Torres worked in logistics in Honduras for the FSLN's Northern Front. He was Chief of the Political Directorate of the Sandinista Popular Army (EPS), a member of the FSLN Defense and Security Commission, and a member of the FSLN Assembly. After the Somoza dictatorship fell in 1979, Torres served as Vice Minister of Interior and Chief of State Security under Tomás Borge, before being moved to the Defense Ministry, where he was the EPS delegate to the Council of State. He traveled to the Soviet Union to visit Nicaraguan students attending the Frunze Military Academy.

In the 1980s, Torres was honored with the Order of Carlos Fonseca, awarded to members of the government or party who demonstrated moral, ethical merit and adherence to constitutional principles.

He attained the rank of Colonel in the EPS, and was in charge of its political training during the war against the US-backed Contras in the 1980s. In the 1990s, he was part of the effort to professionalize the EPS as the Nicaraguan Army, where he was a Brigadier General until retiring in 1998.

Torres was also a writer, publishing poetry in the 1980s in the Ministry of Culture's magazine Poesía libre, and later prefaced a collection Poesía de la fuerza armada (Poetry of the armed forces). In 2003 he published a memoir called Rumbo norte. Historia de un sobreviviente, with a prologue by Sergio Ramírez. In 2017, he published a second book, a poetry collection called Coplas y algunos poemas infiltrados. Chiefly inspired by the Gigantona parades of his youth, with drumming and dancing, the book also contains romantic poems; it opens with a poem dedicated to Daisy Zamora which he wrote just a few days after the 1978 National Palace raid.

==Later life and death==
He split with the FSLN, becoming vice-president of the Sandinista Renovation Movement (MRS) and for a time was an opposition deputy in the National Assembly with the MRS. He particularly criticized Daniel Ortega's administration since the 2018 mass protests and the bloody suppression by the government. In 2019 he said of Ortega, "This dictatorship is fiercer, more totalitarian than that of the Somozas," noting not only greater violence by Ortega but also more total control of sectors like trade unions, universities and courts that the Somoza regime had not captured. However, Torres felt that unlike the Somoza case, the Ortega situation called for non-violent resistance and expressed optimism that the Nicaraguan people "understood that it is by civic way that this situation has to be resolved." As of 2021, Torres was vice-president of the Democratic Renewal Union (Unamos) party, formerly the Sandinista Renovation Movement (MRS).
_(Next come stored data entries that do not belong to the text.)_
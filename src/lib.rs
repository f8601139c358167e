pub mod analytics;
pub mod api;
pub mod config;
pub mod db;
pub mod sensors;
//! # Error Handling for Sinkwell
//!
//! This module defines the error types used throughout Sinkwell. We use a
//! single error enum ([`Error`]) to represent all possible failure modes,
//! which simplifies error handling for library users.
//!
//! ## Why a Single Error Type?
//!
//! Most operations in this engine fail in similar ways (executor errors,
//! shutdown races, bad configuration), and callers typically want to handle
//! them uniformly: log the failure with its context and keep the stream
//! running. A single enum keeps the API surface small.
//!
//! ## Error Categories
//!
//! | Category | Examples | Typical Response |
//! |----------|----------|------------------|
//! | Mapping | Unknown parameter name | Field dropped, row kept |
//! | Flush | Failed execute/commit | Log, keep accepting rows |
//! | Lifecycle | Append after shutdown | Report to caller, no crash |
//! | Config | Pinned connection out of range | Fix configuration |
//! | Internal | SQLite error in the bundled executor | Log and investigate |
//!
//! A failed flush must never halt the stream: the engine reports the typed
//! failure to whoever triggered the flush and continues with a fresh batch.

use thiserror::Error;

use crate::conflict::ActionMask;
use crate::executor::StatementId;

// =============================================================================
// Error Type
// =============================================================================

/// All errors that can occur in Sinkwell operations.
///
/// Each variant carries enough context to reproduce the failure from a log
/// line alone: statement id, action category, affected row range.
#[derive(Error, Debug)]
pub enum Error {
    /// A named parameter does not exist in the statement's parameter map.
    ///
    /// This is a mapping error: the engine recovers locally by dropping the
    /// single field (with a logged warning) and still binding the rest of
    /// the row. It is surfaced as an error only from APIs where the caller
    /// asked for strict binding.
    #[error("unknown parameter '{name}' for statement {statement}")]
    UnknownParameter {
        /// The parameter name that failed to resolve.
        name: String,
        /// The statement whose map was consulted.
        statement: StatementId,
    },

    /// A batch flush failed at the executor boundary.
    ///
    /// Carries the statement, the action category the batch was tagged with
    /// and the affected row range. The engine does not retry: every emitted
    /// statement is an idempotent upsert, so retry policy belongs to the
    /// caller or the executor layer.
    #[error(
        "flush of statement {statement} ({category}) failed on rows 0..{row_count}: {source}"
    )]
    FlushFailed {
        /// The statement whose execution failed.
        statement: StatementId,
        /// The action category the batch was tagged with.
        category: ActionMask,
        /// How many rows were in the failed batch.
        row_count: usize,
        /// The underlying executor failure.
        #[source]
        source: Box<Error>,
    },

    /// The executor rejected an operation (execute, prepare or commit).
    ///
    /// This is the generic failure reported by [`StatementExecutor`]
    /// implementations backed by stores other than the bundled SQLite one.
    ///
    /// [`StatementExecutor`]: crate::executor::StatementExecutor
    #[error("executor error: {0}")]
    Executor(String),

    /// The engine has been drained and refuses further appends.
    ///
    /// After [`drain`](crate::engine::WriteEngine::drain) completes, every
    /// subsequent append is a no-op reported as this error. This is a
    /// report-not-crash contract: shutdown races are expected during process
    /// stop and must not panic producer threads.
    #[error("engine is shut down; append refused")]
    ShutDown,

    /// A connection worker disappeared while a flush was in flight.
    ///
    /// Seen when the worker thread panicked or its channel closed before it
    /// answered. Treated like an executor failure by callers.
    #[error("connection {connection} worker is gone")]
    ConnectionGone {
        /// Index of the dead connection.
        connection: usize,
    },

    /// Invalid engine configuration.
    ///
    /// Raised at construction time, never during the write path. Examples:
    /// zero connections, a pinned category pointing past the pool, a
    /// `max_rows` of zero.
    #[error("invalid configuration: {0}")]
    Config(String),

    /// SQLite operation failed in the bundled executor.
    ///
    /// The `#[from]` attribute lets `?` convert rusqlite errors
    /// automatically inside [`sqlite`](crate::sqlite).
    #[error("sqlite error: {0}")]
    Sqlite(#[from] rusqlite::Error),
}

// =============================================================================
// Result Type Alias
// =============================================================================

/// A `Result` type alias using [`Error`] as the error type.
pub type Result<T> = std::result::Result<T, Error>;

// =============================================================================
// Tests
// =============================================================================

#[cfg(test)]
mod tests {
    use super::*;
    use crate::conflict::Action;

    /// Error messages appear in operator logs; they must carry the context
    /// needed to reproduce a failed flush (statement, category, rows).
    #[test]
    fn test_flush_failed_display() {
        let err = Error::FlushFailed {
            statement: StatementId::new(7),
            category: Action::Metrics.mask(),
            row_count: 250,
            source: Box::new(Error::Executor("lost connection".to_string())),
        };
        let msg = err.to_string();
        assert!(msg.contains("statement 7"), "{msg}");
        assert!(msg.contains("metrics"), "{msg}");
        assert!(msg.contains("0..250"), "{msg}");
    }

    #[test]
    fn test_unknown_parameter_display() {
        let err = Error::UnknownParameter {
            name: "service_id".to_string(),
            statement: StatementId::new(3),
        };
        assert_eq!(
            err.to_string(),
            "unknown parameter 'service_id' for statement 3"
        );
    }

    #[test]
    fn test_sqlite_error_conversion() {
        let sqlite_err = rusqlite::Error::InvalidParameterName("x".to_string());
        let our_err: Error = sqlite_err.into();
        assert!(matches!(our_err, Error::Sqlite(_)));
        assert!(our_err.to_string().contains("sqlite error"));
    }
}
On 13 June 2021, Torres was part of a wave of arrests of opposition leaders and civic figures by the Ortega government, beginning with the arrests of four aspiring opposition candidates for president in the 2021 Nicaraguan general election. Arrested along with Torres were the president of Unamos, Suyén Barahona, former MRS president Ana Margarita Vijil, and Unamos members and leaders Dora María Téllez and Victor Hugo Tinoco; the latter two of which, like Torres, were former Sandinista guerrillas. They were investigated under the controversial Law 1055, legislated in December 2020, which allows the government to detain anyone it designates a "traitor to the homeland".
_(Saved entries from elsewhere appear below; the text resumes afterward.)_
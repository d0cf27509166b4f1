//! # Sinkwell - Batching Write-Back Engine
//!
//! Sinkwell is the write-back layer of a monitoring data broker: it absorbs
//! a high-rate stream of typed events (metric samples, status rows, log
//! lines) and lands them in a relational store in large batches. It
//! provides:
//!
//! - **Bulk accumulation**: columnar row containers bound to prepared
//!   statements, or a textual multi-row `INSERT` fallback
//! - **Flush scheduling**: row-count ceiling and age deadline per stream
//! - **Conflict-aware dispatch**: incompatible write categories never share
//!   an uncommitted transaction on one connection
//! - **Connection routing**: category pinning, per-instance affinity, and
//!   least-loaded selection across a pool
//! - **Resolution caches**: lazy natural-key → surrogate-id lookup with
//!   explicit purge
//!
//! ## Architecture Overview
//!
//! ```text
//! ┌─────────────────────────────────────────────────────────────────┐
//! │                        WriteEngine                              │
//! │                 (push, flush, drain, snapshot)                  │
//! │                                                                 │
//! │  ┌─────────────┐  ┌─────────────┐  ┌─────────────────────────┐ │
//! │  │ Per-stream  │  │   Flush     │  │   Conflict Manager      │ │
//! │  │  batches    │  │  Scheduler  │  │ (routing + commit rule) │ │
//! │  └─────────────┘  └─────────────┘  └─────────────────────────┘ │
//! └───────────┬──────────────────┬──────────────────┬──────────────┘
//!             │                  │                  │
//!             ▼                  ▼                  ▼
//! ┌───────────────────┐┌───────────────────┐┌───────────────────┐
//! │ connection worker ││ connection worker ││ connection worker │
//! │ (thread + queue)  ││ (thread + queue)  ││ (thread + queue)  │
//! └─────────┬─────────┘└─────────┬─────────┘└─────────┬─────────┘
//!           │                    │                    │
//!           ▼                    ▼                    ▼
//!    StatementExecutor    StatementExecutor    StatementExecutor
//!    (relational store, one transaction open per connection)
//! ```
//!
//! ## Core Invariants
//!
//! 1. **Order within a batch**: rows execute in append order
//! 2. **No empty flushes**: a deadline on an empty batch reschedules, it
//!    never emits an empty statement
//! 3. **Single ownership of a batch**: a container moves out of its
//!    statement exactly once per flush
//! 4. **Commit before conflict**: a connection holding an incompatible
//!    uncommitted category commits before the next write lands
//! 5. **Report, don't crash**: mapping errors drop a field, flush errors
//!    drop a batch with a logged record; producers keep running
//!
//! ## Module Organization
//!
//! - [`error`]: the error taxonomy of the write path
//! - [`value`]: typed values, field references, events
//! - [`container`]: columnar bulk row container
//! - [`statement`]: batched prepared statement with parameter mapping
//! - [`builder`]: multi-row `INSERT` text builder (fallback path)
//! - [`scheduler`]: per-stream flush readiness policy
//! - [`conflict`]: write categories, conflict table, connection routing
//! - [`cache`]: natural-key resolution caches
//! - [`executor`]: the store-facing execution boundary
//! - [`sqlite`]: bundled SQLite executor
//! - [`config`]: stream, routing and engine configuration
//! - [`engine`]: the write engine tying it all together

// =============================================================================
// Module Declarations
// =============================================================================

/// Error types for the write path.
///
/// A single enum covers mapping, flush, executor and lifecycle failures;
/// each variant documents whether the engine recovers locally or surfaces
/// it to the caller.
pub mod error;

/// Typed values and inbound events.
///
/// Defines the value model shared by both flush paths, field references
/// (positional or named), and the `Event` producers push.
pub mod value;

/// Columnar bulk row container.
///
/// The accumulation vehicle of the bulk path: one growable typed buffer
/// per statement parameter, a row cursor, and NULL tracking. Kind is fixed
/// by the first write to a column.
pub mod container;

/// Batched prepared statements.
///
/// Owns the live container for one statement, resolves named parameters,
/// and sizes fresh containers from recent batch history.
pub mod statement;

/// Multi-row INSERT text builder.
///
/// The fallback path for stores without bulk binding: rows render into
/// tuple literals and pack greedily under a byte ceiling.
pub mod builder;

/// Flush scheduling.
///
/// The readiness predicate deciding when a pending batch ships: row
/// ceiling, age deadline, and a one-shot force for shutdown paths.
pub mod scheduler;

/// Write categories and connection routing.
///
/// The conflict table declaring which categories must not share an
/// uncommitted transaction, and the manager that routes each batch to a
/// connection (pinned, instance-affine, or least loaded).
pub mod conflict;

/// Natural-key resolution caches.
///
/// Index, metric, severity and tag caches consulted on the hot write
/// path. Lazy population, explicit purge, safe under concurrent readers.
pub mod cache;

/// The store-facing execution boundary.
///
/// One `StatementExecutor` per connection, driven from that connection's
/// worker thread. Everything above this trait is store-agnostic.
pub mod executor;

/// Bundled SQLite executor.
pub mod sqlite;

/// Configuration surface: per-stream caps, pool size, routing, conflicts.
pub mod config;

/// The write engine.
///
/// Ties the batches, scheduler, conflict manager and workers together
/// behind `push`/`flush`/`drain`. The main entry point is
/// [`WriteEngine`](engine::WriteEngine).
pub mod engine;

// =============================================================================
// Re-exports
// =============================================================================

pub use builder::{MultiInsertBuilder, DEFAULT_MAX_QUERY_TOTAL_LENGTH};
pub use cache::{Cache, IndexInfo, IndexKey, MetricInfo, MetricKey, ResolutionCaches, SeverityKey, TagKey};
pub use conflict::{Action, ActionMask, ConflictManager, ConflictTable, Route};
pub use config::{EngineConfig, RoutingConfig, StreamConfig, DEFAULT_MAX_INTERVAL, DEFAULT_MAX_ROWS};
pub use container::{Column, RowContainer};
pub use engine::{ConnectionSnapshot, EngineSnapshot, StreamSnapshot, WriteEngine};
pub use error::{Error, Result};
pub use executor::{StatementExecutor, StatementId};
pub use scheduler::FlushPolicy;
pub use sqlite::SqliteExecutor;
pub use statement::{BatchedStatement, BindMapping};
pub use value::{ColumnKind, Event, Field, FieldRef, StreamName, Value};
In a video statement posted just before his arrest (meant to be shown in case he was detained), Torres said, "I am 73. At this stage of my life, I never thought I would be fighting against another dictatorship now more brutal, more unscrupulous, more irrational and more autocratic than the Somoza dictatorship... Forty-six years ago, I risked my life to get Daniel Ortega out of jail [...] those who once embraced principles today have betrayed them."

Torres Jiménez Torres remained in preventive detention until the end of October 2021 and had not been able to speak privately with his lawyers, and in a period of 3 months he had barely been able to receive two visits from his relatives before his death on 11 February 2022, at the age of 73. In a press release issued the same day, the Organization of American States condemned the circumstances surrounding his death and called for the immediate release of all the country's political prisoners. Torres had three children.

His death was one of the reasons why Arturo McFields and Paul Reichler resigned, disowning Daniel Ortega.